Problem to solve
Check each line below for the word "embedding", and copy those that have it.

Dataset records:

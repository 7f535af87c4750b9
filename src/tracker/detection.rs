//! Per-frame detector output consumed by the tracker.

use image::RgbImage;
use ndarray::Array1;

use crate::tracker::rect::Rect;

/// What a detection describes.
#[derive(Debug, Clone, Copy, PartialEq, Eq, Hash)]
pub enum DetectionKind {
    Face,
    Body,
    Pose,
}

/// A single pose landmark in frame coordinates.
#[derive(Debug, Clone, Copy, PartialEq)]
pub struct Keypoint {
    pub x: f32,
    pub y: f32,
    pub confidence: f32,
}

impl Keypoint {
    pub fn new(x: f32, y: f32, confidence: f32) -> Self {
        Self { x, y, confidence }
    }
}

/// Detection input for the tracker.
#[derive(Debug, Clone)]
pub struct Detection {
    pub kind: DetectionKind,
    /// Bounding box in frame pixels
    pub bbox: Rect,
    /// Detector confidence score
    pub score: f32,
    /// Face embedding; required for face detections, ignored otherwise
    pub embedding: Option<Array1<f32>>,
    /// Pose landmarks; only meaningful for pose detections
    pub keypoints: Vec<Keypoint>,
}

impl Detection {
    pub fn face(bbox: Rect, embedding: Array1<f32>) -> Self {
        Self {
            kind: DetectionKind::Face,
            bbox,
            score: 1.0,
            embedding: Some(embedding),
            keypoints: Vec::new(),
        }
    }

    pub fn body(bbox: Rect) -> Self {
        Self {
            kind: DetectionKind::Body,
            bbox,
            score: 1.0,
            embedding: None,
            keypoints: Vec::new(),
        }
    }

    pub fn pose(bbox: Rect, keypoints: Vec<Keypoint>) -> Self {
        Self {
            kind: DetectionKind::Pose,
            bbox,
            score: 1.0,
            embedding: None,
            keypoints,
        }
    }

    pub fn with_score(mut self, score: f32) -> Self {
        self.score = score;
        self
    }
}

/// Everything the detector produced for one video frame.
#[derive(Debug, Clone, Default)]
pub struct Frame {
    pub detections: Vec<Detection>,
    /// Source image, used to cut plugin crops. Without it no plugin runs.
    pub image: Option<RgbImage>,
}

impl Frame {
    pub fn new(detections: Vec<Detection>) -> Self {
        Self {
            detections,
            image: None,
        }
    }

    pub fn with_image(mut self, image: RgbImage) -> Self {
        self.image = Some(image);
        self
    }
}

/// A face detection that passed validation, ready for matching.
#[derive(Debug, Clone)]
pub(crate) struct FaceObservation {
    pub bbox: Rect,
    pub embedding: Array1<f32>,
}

Task result
    /// Face embedding; required for face detections, ignored otherwise
    pub embedding: Option<Array1<f32>>,
    pub fn face(bbox: Rect, embedding: Array1<f32>) -> Self {
            embedding: Some(embedding),
            embedding: None,
            embedding: None,
    pub embedding: Array1<f32>,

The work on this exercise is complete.